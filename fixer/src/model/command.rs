//! External-command model backend.
//!
//! Spawns a configurable CLI per completion, feeds the rendered
//! conversation on stdin and reads the reply from stdout, with a hard
//! timeout and bounded captured output. Structured completions append the
//! schema as an extra prompt section and validate the captured JSON.

use std::process::Command;
use std::time::Duration;

use anyhow::{Context, Result, anyhow};
use serde_json::Value;
use tracing::{debug, instrument, warn};

use super::{ChatMessage, LanguageModel, extract_json_object, render_transcript, validate_schema};
use crate::io::process::run_command_with_timeout;

/// Settings for [`CommandModel`].
#[derive(Debug, Clone)]
pub struct CommandSettings {
    /// Program and fixed arguments, e.g. `["my-llm", "--quiet"]`.
    pub command: Vec<String>,
    /// Maximum time to wait for one completion.
    pub timeout: Duration,
    /// Truncate captured stdout/stderr beyond this many bytes.
    pub output_limit_bytes: usize,
}

/// Model backend that shells out to an external CLI.
#[derive(Debug)]
pub struct CommandModel {
    settings: CommandSettings,
}

impl CommandModel {
    pub fn new(settings: CommandSettings) -> Result<Self> {
        if settings.command.is_empty() || settings.command[0].trim().is_empty() {
            return Err(anyhow!("model command must be a non-empty array"));
        }
        Ok(Self { settings })
    }

    #[instrument(skip_all, fields(program = %self.settings.command[0], timeout_secs = self.settings.timeout.as_secs()))]
    fn invoke(&self, prompt: &str) -> Result<String> {
        let mut cmd = Command::new(&self.settings.command[0]);
        cmd.args(&self.settings.command[1..]);

        let output = run_command_with_timeout(
            cmd,
            Some(prompt.as_bytes()),
            self.settings.timeout,
            self.settings.output_limit_bytes,
        )
        .context("run model command")?;

        if output.timed_out {
            warn!("model command timed out");
            return Err(anyhow!(
                "model command timed out after {:?}",
                self.settings.timeout
            ));
        }
        if !output.status.success() {
            warn!(exit_code = ?output.status.code(), "model command failed");
            return Err(anyhow!(
                "model command failed with status {:?}: {}",
                output.status.code(),
                String::from_utf8_lossy(&output.stderr)
            ));
        }

        debug!(bytes = output.stdout.len(), "model command completed");
        Ok(String::from_utf8_lossy(&output.stdout).into_owned())
    }
}

impl LanguageModel for CommandModel {
    fn complete(&self, messages: &[ChatMessage]) -> Result<String> {
        self.invoke(&render_transcript(messages))
    }

    fn complete_structured(&self, messages: &[ChatMessage], schema: &Value) -> Result<Value> {
        let prompt = format!(
            "{}## output schema\n\nReply with a single JSON object that conforms to this \
             JSON Schema. No prose, no code fences.\n{schema}\n",
            render_transcript(messages)
        );
        let reply = self.invoke(&prompt)?;
        let value = extract_json_object(&reply)?;
        validate_schema(&value, schema)?;
        Ok(value)
    }
}
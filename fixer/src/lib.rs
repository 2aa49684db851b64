//! Plan/execute/replan loop for automated GitHub issue fixes.
//!
//! The crate drives a language model through a bounded control loop: a
//! planner decomposes the goal into an ordered step list, a step executor
//! works through one step at a time with side-effecting tools, and a
//! replanner revises the remaining work after every step until it declares
//! a final response or the iteration budget runs out. Every run terminates
//! with a structured [`core::types::RunOutcome`]; failures are folded into
//! it instead of escaping to the caller.
//!
//! The architecture enforces a strict separation:
//!
//! - **[`core`]**: Pure, deterministic logic (loop state, outcome
//!   synthesis). No I/O, fully testable in isolation.
//! - **[`model`] / [`tools`]**: Collaborator seams (language-model
//!   backends, the GitHub-backed tool registry). Trait-based to enable
//!   scripted fakes in tests.
//! - **[`io`]**: Side-effecting support (config, run artifacts, child
//!   processes).
//!
//! Orchestration modules ([`planner`], [`step`], [`replanner`],
//! [`looping`]) coordinate core logic with the collaborators.

pub mod core;
pub mod events;
pub mod exit_codes;
pub mod io;
pub mod logging;
pub mod looping;
pub mod model;
pub mod planner;
pub mod prompts;
pub mod replanner;
pub mod step;
#[cfg(any(test, feature = "test-support"))]
pub mod test_support;
pub mod tools;
//! Prompt templates for the planner, replanner and step executor.
//!
//! Templates are compiled once per engine and rendered with explicit
//! context structs, so a rendering failure is a programming error caught
//! at construction or test time rather than mid-run.

use anyhow::{Context, Result};
use minijinja::{Environment, context};
use serde::Serialize;

use crate::core::types::{ExecutionRecord, RunContext};
use crate::tools::ToolSpec;

const PLANNER_TEMPLATE: &str = include_str!("planner.md");
const REPLANNER_TEMPLATE: &str = include_str!("replanner.md");
const STEP_TEMPLATE: &str = include_str!("step.md");

/// Tool fields exposed to templates. The arguments schema is
/// pre-serialized so prompts always contain valid JSON text.
#[derive(Debug, Clone, Serialize)]
struct ToolContext {
    name: String,
    description: String,
    parameters: String,
}

impl ToolContext {
    fn from_spec(spec: &ToolSpec) -> Self {
        Self {
            name: spec.name.clone(),
            description: spec.description.clone(),
            parameters: spec.parameters.to_string(),
        }
    }
}

/// Template engine wrapper around minijinja.
pub struct PromptEngine {
    env: Environment<'static>,
}

impl Default for PromptEngine {
    fn default() -> Self {
        Self::new()
    }
}

impl PromptEngine {
    pub fn new() -> Self {
        let mut env = Environment::new();
        env.add_template("planner", PLANNER_TEMPLATE)
            .expect("planner template should be valid");
        env.add_template("replanner", REPLANNER_TEMPLATE)
            .expect("replanner template should be valid");
        env.add_template("step", STEP_TEMPLATE)
            .expect("step template should be valid");
        Self { env }
    }

    /// Render the planner prompt for a goal and the available tool names.
    pub fn render_planner(&self, ctx: &RunContext, tools: &[ToolSpec]) -> Result<String> {
        let tools: Vec<ToolContext> = tools.iter().map(ToolContext::from_spec).collect();
        let template = self.env.get_template("planner").context("get template")?;
        template
            .render(context! {
                goal => ctx.goal.trim(),
                repository => ctx.repository,
                base_branch => ctx.base_branch,
                tools => tools,
            })
            .context("render planner template")
    }

    /// Render the replanner prompt with the full execution history.
    pub fn render_replanner(
        &self,
        ctx: &RunContext,
        history: &[ExecutionRecord],
    ) -> Result<String> {
        let template = self.env.get_template("replanner").context("get template")?;
        template
            .render(context! {
                goal => ctx.goal.trim(),
                history => history,
            })
            .context("render replanner template")
    }

    /// Render the step-executor system prompt for one plan step.
    pub fn render_step(&self, ctx: &RunContext, step: &str, tools: &[ToolSpec]) -> Result<String> {
        let tools: Vec<ToolContext> = tools.iter().map(ToolContext::from_spec).collect();
        let template = self.env.get_template("step").context("get template")?;
        template
            .render(context! {
                goal => ctx.goal.trim(),
                step => step.trim(),
                repository => ctx.repository,
                base_branch => ctx.base_branch,
                tools => tools,
            })
            .context("render step template")
    }
}
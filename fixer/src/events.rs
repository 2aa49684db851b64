//! Control-loop transition events.
//!
//! One event is emitted per state-machine transition through the
//! `on_event` callback passed to [`crate::looping::run_fix`]. Consumers
//! (CLI progress logging, the UI server's SSE stream) receive them in
//! order within a run; events from different runs are unrelated.

use serde::Serialize;

use crate::core::types::{ExecutionRecord, RunOutcome};

/// Event for one control-loop transition.
#[derive(Debug, Clone, Serialize)]
#[serde(tag = "type", rename_all = "snake_case")]
pub enum RunEvent {
    RunStarted {
        run_id: String,
        goal: String,
    },
    PlanCreated {
        run_id: String,
        steps: Vec<String>,
    },
    StepStarted {
        run_id: String,
        iter: u32,
        step: String,
    },
    /// A tool was dispatched inside the current step. `ok` mirrors the
    /// tool's tagged outcome; failed tools do not abort the step.
    ToolInvoked {
        run_id: String,
        iter: u32,
        tool: String,
        ok: bool,
    },
    StepCompleted {
        run_id: String,
        iter: u32,
        record: ExecutionRecord,
    },
    PlanRevised {
        run_id: String,
        iter: u32,
        remaining: Vec<String>,
    },
    /// Terminal event; carries the structured outcome.
    RunCompleted {
        run_id: String,
        outcome: RunOutcome,
    },
}

impl RunEvent {
    /// Run this event belongs to.
    pub fn run_id(&self) -> &str {
        match self {
            RunEvent::RunStarted { run_id, .. }
            | RunEvent::PlanCreated { run_id, .. }
            | RunEvent::StepStarted { run_id, .. }
            | RunEvent::ToolInvoked { run_id, .. }
            | RunEvent::StepCompleted { run_id, .. }
            | RunEvent::PlanRevised { run_id, .. }
            | RunEvent::RunCompleted { run_id, .. } => run_id,
        }
    }
}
- - -
- INSTRUCTIONS FOR THE TASK
All lines of the entries containing the string "StepStarted" must be shown in full.

- WRITTEN REPLY
    StepStarted {
            | RunEvent::StepStarted { run_id, .. }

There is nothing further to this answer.